━━━ WORKING DATA ━━━

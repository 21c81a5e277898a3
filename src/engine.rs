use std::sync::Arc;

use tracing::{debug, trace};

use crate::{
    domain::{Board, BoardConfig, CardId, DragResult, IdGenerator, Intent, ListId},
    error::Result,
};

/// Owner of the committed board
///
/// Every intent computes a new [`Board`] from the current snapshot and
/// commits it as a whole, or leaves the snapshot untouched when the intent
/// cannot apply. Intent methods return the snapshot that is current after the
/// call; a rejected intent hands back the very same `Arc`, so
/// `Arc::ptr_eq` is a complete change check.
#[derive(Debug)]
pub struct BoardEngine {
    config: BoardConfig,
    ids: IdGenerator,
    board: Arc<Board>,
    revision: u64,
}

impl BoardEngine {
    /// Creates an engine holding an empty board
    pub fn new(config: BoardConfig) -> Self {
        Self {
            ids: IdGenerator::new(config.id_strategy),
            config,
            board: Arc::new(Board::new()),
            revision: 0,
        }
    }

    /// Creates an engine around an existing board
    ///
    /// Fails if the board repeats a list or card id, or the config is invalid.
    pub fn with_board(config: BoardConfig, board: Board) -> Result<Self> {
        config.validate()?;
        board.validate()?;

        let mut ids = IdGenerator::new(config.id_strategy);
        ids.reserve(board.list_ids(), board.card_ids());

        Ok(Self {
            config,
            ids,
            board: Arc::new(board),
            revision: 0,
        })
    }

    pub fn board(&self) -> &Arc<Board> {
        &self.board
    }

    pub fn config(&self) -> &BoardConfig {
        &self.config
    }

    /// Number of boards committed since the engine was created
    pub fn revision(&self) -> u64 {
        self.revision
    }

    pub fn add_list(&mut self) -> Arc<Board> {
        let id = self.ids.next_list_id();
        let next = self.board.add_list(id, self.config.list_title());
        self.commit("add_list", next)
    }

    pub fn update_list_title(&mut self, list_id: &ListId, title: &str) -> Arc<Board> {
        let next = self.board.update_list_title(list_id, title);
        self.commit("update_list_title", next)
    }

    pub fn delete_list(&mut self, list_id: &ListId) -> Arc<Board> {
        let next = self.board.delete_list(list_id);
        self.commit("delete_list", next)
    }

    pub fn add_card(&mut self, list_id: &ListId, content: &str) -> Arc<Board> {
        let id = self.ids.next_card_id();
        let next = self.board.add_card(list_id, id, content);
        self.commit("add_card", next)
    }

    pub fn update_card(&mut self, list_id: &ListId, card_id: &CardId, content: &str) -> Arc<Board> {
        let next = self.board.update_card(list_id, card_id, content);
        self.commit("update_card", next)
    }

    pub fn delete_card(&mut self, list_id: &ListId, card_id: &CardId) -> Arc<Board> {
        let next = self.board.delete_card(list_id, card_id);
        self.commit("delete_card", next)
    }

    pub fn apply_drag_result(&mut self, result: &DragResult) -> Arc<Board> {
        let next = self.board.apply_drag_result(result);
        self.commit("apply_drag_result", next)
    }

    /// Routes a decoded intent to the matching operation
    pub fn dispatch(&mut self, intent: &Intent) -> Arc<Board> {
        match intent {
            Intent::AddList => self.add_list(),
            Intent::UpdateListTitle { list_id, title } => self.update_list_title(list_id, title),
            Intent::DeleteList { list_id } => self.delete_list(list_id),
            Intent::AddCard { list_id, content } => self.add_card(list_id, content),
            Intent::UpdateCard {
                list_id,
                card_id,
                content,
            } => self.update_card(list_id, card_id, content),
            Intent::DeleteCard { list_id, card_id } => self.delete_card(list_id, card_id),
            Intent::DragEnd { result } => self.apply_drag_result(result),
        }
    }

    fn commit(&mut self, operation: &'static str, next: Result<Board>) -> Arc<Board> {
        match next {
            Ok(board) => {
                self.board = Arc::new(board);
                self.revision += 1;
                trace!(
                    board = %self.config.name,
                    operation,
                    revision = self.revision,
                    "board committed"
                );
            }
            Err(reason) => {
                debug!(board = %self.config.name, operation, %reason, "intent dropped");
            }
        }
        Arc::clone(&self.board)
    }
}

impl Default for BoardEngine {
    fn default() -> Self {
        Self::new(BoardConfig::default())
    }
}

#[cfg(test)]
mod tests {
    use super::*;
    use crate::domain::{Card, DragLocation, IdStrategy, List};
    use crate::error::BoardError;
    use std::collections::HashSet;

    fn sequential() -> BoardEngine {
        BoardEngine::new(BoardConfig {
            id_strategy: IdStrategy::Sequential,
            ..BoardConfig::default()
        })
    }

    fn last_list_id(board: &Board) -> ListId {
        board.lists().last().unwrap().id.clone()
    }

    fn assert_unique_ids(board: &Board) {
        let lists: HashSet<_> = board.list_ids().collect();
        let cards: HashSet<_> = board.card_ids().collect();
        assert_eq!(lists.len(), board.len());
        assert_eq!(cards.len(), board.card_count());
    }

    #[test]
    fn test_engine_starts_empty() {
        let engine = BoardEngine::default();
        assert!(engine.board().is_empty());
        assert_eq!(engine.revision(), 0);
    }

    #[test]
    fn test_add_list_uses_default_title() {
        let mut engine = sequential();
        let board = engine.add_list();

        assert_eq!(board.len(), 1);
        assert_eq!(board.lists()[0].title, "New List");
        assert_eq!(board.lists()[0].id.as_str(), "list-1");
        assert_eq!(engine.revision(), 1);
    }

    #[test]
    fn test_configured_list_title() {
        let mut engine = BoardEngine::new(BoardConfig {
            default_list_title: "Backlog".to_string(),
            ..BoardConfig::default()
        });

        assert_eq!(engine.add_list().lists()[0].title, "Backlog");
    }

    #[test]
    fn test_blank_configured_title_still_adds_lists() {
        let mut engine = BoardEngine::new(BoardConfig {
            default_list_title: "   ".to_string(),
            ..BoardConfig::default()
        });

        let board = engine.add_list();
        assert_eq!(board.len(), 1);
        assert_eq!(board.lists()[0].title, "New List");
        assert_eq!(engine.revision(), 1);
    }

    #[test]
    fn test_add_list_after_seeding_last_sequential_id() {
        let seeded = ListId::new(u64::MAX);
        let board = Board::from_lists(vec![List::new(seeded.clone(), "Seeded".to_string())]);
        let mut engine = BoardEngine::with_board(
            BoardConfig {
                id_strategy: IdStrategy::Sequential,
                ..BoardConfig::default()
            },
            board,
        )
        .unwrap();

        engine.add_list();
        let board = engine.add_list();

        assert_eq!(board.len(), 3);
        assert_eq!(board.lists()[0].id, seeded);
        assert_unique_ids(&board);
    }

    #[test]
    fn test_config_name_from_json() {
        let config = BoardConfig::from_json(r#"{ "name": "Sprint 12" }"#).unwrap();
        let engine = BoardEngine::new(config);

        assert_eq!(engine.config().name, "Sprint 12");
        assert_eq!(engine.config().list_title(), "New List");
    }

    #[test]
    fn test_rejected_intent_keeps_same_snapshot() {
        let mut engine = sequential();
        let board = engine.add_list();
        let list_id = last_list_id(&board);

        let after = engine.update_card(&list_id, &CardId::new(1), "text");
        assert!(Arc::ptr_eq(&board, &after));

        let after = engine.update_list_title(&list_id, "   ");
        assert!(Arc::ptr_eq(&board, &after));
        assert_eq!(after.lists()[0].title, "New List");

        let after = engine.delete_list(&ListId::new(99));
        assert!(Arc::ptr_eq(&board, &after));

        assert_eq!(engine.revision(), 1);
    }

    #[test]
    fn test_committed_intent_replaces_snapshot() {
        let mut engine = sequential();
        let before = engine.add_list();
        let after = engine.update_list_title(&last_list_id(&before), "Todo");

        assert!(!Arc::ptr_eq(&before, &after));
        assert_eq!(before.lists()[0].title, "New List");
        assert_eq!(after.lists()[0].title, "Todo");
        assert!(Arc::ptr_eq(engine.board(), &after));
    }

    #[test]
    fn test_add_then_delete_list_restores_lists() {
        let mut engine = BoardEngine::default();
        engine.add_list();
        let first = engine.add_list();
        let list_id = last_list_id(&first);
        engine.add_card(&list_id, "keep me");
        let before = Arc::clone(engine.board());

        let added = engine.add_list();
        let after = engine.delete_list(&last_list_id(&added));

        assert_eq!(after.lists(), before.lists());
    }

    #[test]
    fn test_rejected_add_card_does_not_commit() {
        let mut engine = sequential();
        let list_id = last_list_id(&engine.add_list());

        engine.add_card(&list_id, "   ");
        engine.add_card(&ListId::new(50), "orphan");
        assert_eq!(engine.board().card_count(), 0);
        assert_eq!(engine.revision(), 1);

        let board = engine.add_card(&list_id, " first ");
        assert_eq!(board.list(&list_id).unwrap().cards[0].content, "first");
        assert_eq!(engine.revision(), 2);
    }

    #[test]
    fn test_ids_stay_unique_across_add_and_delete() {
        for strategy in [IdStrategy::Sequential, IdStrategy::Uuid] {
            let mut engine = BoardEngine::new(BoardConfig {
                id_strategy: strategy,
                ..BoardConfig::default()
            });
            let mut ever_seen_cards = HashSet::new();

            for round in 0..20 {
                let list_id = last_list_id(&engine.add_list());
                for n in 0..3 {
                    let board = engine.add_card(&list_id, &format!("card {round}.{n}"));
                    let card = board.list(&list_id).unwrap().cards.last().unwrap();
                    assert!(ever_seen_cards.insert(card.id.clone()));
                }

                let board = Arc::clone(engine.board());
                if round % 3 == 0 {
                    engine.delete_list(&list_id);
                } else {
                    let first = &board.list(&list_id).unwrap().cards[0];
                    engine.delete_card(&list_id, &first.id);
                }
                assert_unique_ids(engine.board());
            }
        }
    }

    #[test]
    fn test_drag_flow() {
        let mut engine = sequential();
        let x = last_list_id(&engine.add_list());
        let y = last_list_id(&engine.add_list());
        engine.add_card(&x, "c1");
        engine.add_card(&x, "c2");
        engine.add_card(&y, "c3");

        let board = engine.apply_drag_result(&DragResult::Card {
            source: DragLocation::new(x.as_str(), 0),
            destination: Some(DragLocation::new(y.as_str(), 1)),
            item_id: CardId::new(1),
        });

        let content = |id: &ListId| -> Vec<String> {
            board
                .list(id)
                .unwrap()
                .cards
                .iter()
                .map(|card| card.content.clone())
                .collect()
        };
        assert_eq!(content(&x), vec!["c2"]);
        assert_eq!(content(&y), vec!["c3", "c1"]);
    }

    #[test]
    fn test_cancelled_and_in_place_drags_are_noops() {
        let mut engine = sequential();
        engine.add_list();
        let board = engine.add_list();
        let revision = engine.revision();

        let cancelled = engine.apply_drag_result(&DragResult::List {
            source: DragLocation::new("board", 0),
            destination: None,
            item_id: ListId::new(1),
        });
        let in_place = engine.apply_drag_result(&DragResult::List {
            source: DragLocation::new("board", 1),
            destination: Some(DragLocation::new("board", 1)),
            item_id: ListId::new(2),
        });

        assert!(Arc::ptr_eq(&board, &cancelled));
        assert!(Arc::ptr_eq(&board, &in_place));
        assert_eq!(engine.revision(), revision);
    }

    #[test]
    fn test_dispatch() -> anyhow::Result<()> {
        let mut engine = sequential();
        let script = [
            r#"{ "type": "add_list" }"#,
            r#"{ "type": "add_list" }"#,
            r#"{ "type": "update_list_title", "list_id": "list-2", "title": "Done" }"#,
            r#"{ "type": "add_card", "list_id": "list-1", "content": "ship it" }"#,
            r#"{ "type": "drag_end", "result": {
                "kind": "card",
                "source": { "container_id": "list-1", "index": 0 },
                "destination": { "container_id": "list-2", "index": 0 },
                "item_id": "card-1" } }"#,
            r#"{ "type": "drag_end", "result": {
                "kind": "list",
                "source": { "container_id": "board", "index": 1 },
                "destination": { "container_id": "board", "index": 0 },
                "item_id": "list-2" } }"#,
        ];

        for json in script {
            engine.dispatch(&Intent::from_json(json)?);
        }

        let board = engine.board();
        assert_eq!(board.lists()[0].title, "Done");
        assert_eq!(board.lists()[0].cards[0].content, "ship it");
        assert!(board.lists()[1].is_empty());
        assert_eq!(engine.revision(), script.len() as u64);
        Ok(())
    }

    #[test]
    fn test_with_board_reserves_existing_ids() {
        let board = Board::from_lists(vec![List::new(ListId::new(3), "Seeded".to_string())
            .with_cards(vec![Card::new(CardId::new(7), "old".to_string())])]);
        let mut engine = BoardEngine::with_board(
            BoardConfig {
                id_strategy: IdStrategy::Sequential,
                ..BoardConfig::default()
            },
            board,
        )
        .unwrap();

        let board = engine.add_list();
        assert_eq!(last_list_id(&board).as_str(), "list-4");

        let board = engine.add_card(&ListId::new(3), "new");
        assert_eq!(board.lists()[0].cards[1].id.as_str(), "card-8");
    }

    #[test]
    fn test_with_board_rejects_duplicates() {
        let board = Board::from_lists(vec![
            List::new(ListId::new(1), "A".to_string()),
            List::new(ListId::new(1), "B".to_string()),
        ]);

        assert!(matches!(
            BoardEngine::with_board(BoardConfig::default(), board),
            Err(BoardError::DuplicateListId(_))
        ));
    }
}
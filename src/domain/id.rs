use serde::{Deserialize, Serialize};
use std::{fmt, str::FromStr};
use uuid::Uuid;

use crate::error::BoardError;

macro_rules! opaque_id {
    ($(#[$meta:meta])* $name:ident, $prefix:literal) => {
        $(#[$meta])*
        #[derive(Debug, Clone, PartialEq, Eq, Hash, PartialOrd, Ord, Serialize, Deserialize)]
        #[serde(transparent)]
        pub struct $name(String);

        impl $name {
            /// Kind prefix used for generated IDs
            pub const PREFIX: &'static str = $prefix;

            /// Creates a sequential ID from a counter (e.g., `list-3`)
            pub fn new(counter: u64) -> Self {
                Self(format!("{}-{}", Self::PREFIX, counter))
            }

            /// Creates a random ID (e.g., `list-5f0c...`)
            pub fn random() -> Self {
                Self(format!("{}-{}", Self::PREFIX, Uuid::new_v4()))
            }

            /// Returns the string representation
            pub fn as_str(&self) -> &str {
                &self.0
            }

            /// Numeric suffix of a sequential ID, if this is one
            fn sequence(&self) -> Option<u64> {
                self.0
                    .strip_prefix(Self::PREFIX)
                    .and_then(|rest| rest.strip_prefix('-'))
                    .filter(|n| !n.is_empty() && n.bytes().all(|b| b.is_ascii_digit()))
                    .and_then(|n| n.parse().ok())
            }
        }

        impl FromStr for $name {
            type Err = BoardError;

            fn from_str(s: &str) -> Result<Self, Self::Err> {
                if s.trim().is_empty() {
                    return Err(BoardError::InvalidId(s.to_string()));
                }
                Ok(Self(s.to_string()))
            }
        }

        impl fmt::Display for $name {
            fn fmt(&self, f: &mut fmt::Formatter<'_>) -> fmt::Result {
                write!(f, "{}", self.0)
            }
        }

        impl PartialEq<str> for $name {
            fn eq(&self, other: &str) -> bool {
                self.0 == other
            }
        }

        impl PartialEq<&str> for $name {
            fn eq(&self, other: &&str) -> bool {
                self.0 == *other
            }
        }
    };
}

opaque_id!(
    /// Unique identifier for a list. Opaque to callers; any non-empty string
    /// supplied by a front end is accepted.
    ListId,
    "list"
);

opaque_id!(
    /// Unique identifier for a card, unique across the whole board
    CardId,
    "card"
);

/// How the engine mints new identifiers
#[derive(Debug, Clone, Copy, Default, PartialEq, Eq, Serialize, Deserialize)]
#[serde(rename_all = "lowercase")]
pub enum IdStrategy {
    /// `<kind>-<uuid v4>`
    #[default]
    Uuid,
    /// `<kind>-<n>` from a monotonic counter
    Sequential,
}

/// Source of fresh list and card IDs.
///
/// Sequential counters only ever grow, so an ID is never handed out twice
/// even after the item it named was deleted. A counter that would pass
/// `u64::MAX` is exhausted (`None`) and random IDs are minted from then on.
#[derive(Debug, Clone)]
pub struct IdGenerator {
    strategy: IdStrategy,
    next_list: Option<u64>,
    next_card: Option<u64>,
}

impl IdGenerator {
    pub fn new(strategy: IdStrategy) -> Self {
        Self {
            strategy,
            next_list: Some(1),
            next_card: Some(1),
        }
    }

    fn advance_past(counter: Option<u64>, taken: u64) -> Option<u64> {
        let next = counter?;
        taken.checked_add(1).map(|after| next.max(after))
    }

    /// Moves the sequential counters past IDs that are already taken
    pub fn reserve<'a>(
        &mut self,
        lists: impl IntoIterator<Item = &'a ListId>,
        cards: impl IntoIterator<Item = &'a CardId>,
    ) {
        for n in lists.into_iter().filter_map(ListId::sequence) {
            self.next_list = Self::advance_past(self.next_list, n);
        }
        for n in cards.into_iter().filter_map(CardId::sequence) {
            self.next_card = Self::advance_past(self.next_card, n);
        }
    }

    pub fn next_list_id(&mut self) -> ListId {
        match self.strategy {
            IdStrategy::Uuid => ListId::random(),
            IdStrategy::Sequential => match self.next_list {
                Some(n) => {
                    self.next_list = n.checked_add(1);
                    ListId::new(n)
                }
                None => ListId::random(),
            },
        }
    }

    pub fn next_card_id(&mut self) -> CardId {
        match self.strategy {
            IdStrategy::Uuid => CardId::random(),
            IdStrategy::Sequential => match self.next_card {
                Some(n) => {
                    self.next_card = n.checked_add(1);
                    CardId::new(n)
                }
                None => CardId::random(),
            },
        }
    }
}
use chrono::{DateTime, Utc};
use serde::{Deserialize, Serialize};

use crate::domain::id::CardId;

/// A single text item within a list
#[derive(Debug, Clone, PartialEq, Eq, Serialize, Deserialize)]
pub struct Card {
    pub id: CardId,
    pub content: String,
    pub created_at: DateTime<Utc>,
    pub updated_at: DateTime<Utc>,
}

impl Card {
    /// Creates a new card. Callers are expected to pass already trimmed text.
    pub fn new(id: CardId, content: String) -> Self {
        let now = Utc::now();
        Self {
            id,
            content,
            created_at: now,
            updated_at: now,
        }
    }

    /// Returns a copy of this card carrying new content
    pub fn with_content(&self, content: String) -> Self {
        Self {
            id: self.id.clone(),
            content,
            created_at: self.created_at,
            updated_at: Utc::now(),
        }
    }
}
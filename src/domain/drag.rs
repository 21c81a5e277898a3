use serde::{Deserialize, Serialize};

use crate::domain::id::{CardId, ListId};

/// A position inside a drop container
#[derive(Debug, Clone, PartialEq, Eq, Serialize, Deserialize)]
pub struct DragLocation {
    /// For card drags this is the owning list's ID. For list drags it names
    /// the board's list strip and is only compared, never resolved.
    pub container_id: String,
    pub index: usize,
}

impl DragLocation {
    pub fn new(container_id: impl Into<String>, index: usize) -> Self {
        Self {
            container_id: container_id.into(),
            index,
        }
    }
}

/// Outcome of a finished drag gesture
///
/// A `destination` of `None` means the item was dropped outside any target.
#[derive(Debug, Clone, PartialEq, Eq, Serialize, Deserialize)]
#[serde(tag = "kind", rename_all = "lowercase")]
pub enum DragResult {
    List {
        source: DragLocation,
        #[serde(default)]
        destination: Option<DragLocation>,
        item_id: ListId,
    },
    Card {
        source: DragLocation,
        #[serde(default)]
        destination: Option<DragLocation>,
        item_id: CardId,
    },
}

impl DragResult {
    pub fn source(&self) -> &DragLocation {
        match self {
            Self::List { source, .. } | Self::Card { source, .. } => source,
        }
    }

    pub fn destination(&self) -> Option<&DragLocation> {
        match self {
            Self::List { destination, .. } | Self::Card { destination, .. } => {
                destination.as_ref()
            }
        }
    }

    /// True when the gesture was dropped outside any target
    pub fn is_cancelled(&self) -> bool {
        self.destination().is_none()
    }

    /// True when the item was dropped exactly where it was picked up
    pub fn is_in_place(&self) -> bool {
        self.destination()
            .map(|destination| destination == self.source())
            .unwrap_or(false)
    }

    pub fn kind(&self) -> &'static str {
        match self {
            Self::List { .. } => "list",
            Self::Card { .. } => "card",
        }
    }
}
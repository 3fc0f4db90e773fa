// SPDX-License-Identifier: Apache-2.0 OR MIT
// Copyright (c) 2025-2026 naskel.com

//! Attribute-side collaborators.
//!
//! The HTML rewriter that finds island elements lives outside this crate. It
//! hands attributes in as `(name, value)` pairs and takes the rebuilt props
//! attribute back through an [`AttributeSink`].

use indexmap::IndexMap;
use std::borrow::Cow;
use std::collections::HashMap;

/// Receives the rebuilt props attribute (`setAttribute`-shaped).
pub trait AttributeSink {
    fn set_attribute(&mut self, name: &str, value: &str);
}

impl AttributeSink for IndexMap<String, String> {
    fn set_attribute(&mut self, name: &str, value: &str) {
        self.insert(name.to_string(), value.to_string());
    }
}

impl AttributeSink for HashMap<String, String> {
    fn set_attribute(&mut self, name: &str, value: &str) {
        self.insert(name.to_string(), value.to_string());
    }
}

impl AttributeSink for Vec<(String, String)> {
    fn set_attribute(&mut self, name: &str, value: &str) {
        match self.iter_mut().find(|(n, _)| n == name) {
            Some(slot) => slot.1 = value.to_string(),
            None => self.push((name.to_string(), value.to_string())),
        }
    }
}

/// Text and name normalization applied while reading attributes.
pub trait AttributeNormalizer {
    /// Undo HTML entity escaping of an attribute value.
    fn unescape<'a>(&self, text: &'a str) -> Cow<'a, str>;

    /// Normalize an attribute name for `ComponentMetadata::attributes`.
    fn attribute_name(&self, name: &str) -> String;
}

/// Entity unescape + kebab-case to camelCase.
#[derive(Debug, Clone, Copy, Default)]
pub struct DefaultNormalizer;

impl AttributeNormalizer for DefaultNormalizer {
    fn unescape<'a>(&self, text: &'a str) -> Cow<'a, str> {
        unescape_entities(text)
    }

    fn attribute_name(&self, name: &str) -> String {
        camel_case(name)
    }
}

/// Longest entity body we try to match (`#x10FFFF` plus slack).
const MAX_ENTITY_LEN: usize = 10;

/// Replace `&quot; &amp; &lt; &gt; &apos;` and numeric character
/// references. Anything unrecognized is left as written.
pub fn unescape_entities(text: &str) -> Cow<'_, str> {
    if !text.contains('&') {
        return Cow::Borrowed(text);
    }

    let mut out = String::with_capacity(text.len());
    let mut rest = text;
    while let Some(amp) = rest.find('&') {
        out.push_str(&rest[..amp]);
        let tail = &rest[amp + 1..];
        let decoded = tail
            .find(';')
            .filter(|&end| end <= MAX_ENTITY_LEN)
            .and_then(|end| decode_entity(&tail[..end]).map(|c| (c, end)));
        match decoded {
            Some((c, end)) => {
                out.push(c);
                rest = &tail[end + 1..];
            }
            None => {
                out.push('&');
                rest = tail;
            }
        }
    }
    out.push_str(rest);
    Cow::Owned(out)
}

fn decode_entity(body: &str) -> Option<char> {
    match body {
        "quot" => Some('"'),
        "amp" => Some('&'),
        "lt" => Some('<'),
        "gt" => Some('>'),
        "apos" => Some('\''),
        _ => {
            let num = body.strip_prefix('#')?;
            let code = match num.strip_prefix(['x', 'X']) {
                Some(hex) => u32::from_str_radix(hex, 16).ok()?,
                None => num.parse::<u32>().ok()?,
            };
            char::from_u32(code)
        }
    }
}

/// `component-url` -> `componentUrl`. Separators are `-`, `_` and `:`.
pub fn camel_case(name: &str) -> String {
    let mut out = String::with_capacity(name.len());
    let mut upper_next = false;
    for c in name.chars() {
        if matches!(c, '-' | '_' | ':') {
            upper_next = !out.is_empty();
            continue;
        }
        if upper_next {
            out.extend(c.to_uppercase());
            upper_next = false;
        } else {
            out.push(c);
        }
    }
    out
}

━━━

* [WHAT IS EXPECTED]:
The answer must be the number of lines in the records where the string "hands" is found, stated alone.

* [EXERCISE ANSWER]:
2